Welcome to the next entry in a series of articles from TUNE designed to make fraud actionable. Today we do a deep dive into methods of finding and eliminating traffic sources with click fraud indicators.
This continues previous discussions on click fraud impact, detailing the impact of click fraud on your marketing campaign. Click fraud wastes resources, prevents investments in positive traffic sources, and breaks your ability to properly measure other campaigns. The techniques to enable faster elimination of fraudulent traffic are covered here.
Click fraud occurs when clicks are simulated on a real user’s device, even though an ad was not displayed or clicked on. This is a high-return opportunity because it only requires one faked action — the click. Marketers with a large volume of organic users can be especially susceptible.
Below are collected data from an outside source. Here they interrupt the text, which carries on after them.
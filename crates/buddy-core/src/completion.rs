//! Chat-completion request and response types.
//!
//! Provider-neutral: the OpenAI wire shapes live in `buddy-providers`.

use serde::{Deserialize, Serialize};

/// Message role in a completion request.
#[derive(Debug, Clone, Copy, PartialEq, Eq, Serialize, Deserialize)]
#[serde(rename_all = "lowercase")]
pub enum Role {
    System,
    User,
}

/// One piece of multipart content.
#[derive(Debug, Clone, PartialEq, Eq, Serialize, Deserialize)]
pub enum Segment {
    Text(String),
    /// An image reference; here always a `data:` URL.
    ImageUrl(String),
}

/// Message content: a plain string or a list of typed segments.
#[derive(Debug, Clone, PartialEq, Eq, Serialize, Deserialize)]
pub enum Content {
    Text(String),
    Parts(Vec<Segment>),
}

impl Content {
    /// Text segments concatenated; image segments are dropped.
    pub fn to_plain_text(&self) -> String {
        match self {
            Self::Text(s) => s.clone(),
            Self::Parts(parts) => parts
                .iter()
                .filter_map(|p| match p {
                    Segment::Text(t) => Some(t.as_str()),
                    Segment::ImageUrl(_) => None,
                })
                .collect(),
        }
    }

    /// Build user content from optional text and inline images.
    ///
    /// Without images this is plain text; with images the text (if any)
    /// comes first, followed by one segment per image.
    pub fn with_images(text: &str, image_urls: Vec<String>) -> Self {
        if image_urls.is_empty() {
            return Self::Text(text.to_string());
        }
        let mut parts = Vec::with_capacity(image_urls.len() + 1);
        if !text.is_empty() {
            parts.push(Segment::Text(text.to_string()));
        }
        parts.extend(image_urls.into_iter().map(Segment::ImageUrl));
        Self::Parts(parts)
    }
}

impl From<&str> for Content {
    fn from(s: &str) -> Self {
        Self::Text(s.to_string())
    }
}

impl From<String> for Content {
    fn from(s: String) -> Self {
        Self::Text(s)
    }
}

#[derive(Debug, Clone, PartialEq, Eq, Serialize, Deserialize)]
pub struct ChatMessage {
    pub role: Role,
    pub content: Content,
}

impl ChatMessage {
    pub fn system(content: impl Into<Content>) -> Self {
        Self {
            role: Role::System,
            content: content.into(),
        }
    }

    pub fn user(content: impl Into<Content>) -> Self {
        Self {
            role: Role::User,
            content: content.into(),
        }
    }
}

#[derive(Debug, Clone, Copy, PartialEq, Eq, Serialize, Deserialize)]
#[serde(rename_all = "lowercase")]
pub enum ReasoningEffort {
    Low,
    Medium,
    High,
}

#[derive(Debug, Clone, Copy, PartialEq, Eq, Serialize, Deserialize)]
#[serde(rename_all = "lowercase")]
pub enum Verbosity {
    Low,
    Medium,
    High,
}

/// Optional request parameters. `None` fields are omitted on the wire.
#[derive(Debug, Clone, Default, PartialEq, Serialize, Deserialize)]
pub struct ChatOptions {
    pub reasoning_effort: Option<ReasoningEffort>,
    pub verbosity: Option<Verbosity>,
}

impl ChatOptions {
    pub fn with_effort(reasoning: ReasoningEffort, verbosity: Verbosity) -> Self {
        Self {
            reasoning_effort: Some(reasoning),
            verbosity: Some(verbosity),
        }
    }
}

#[derive(Debug, Clone, PartialEq, Serialize, Deserialize)]
pub struct ChatRequest {
    pub model: String,
    pub messages: Vec<ChatMessage>,
    #[serde(default)]
    pub options: ChatOptions,
}

impl ChatRequest {
    pub fn new(model: impl Into<String>, messages: Vec<ChatMessage>) -> Self {
        Self {
            model: model.into(),
            messages,
            options: ChatOptions::default(),
        }
    }

    pub fn with_options(mut self, options: ChatOptions) -> Self {
        self.options = options;
        self
    }
}

/// Token accounting reported by the provider.
#[derive(Debug, Clone, Copy, Default, PartialEq, Eq, Serialize, Deserialize)]
pub struct Usage {
    pub prompt_tokens: u64,
    pub completion_tokens: u64,
    pub total_tokens: u64,
    pub reasoning_tokens: u64,
}

#[derive(Debug, Clone, Default, PartialEq, Serialize, Deserialize)]
pub struct ChatResponse {
    /// Candidate completions in provider order.
    pub choices: Vec<Content>,
    pub model: Option<String>,
    pub usage: Usage,
}

impl ChatResponse {
    /// Plain text of the first choice, if there is one.
    pub fn first_text(&self) -> Option<String> {
        self.choices.first().map(Content::to_plain_text)
    }
}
When a fraudster simulates a click on a genuine user’s device, they take credit once the user installs the app on their own. Since the user is a real human with genuine interest in the app, they behave like the typical organic user and don’t raise a red flag based on activity, LTV, or ROAS.
Core to the analysis and detection is understanding the actors/systems in place:
- Click timing is generated by the fraud system, and not the real user.
- Install timing is generated by the real user, and not controlled by the fraud system.
Click fraud recap: In the chart above, red indicates fake and gray indicates genuine.
Time-to-install measures Ad Impact
Time-to-install is the time difference between ad click and app install/open, and is a direct measure of the impact of advertising.
Effective ads create an action by the end user (a click), with an intention (to install). This click-with-intent is the desired outcome of a successful campaign. To understand fraud we will first look at fraud-free traffic patterns.
Fraud-free traffic to understand time-to-install
The actual time-to-install for effective advertising varies because we are dealing with human behaviors. There are a wide variety of human events impacting the time-to-install: an incoming call delays the open, interruptions from work or home, phone issue with connectivity or power, or they simply forgot. In addition, the human could install now with intention to use after work, or later in the day, delaying the open and the time-to-install.
Chart: Typical pattern for fraud-free traffic.
Note that the install time is captured upon first app open. The time-to-install is impacted both by download speed as well as human generated-delays:
TTI = Download time + human time
Example: 120 second TTI = 8 second download + 112 seconds human delays before opening
Key takeaway: The peak is the goal of advertising — driving users to action.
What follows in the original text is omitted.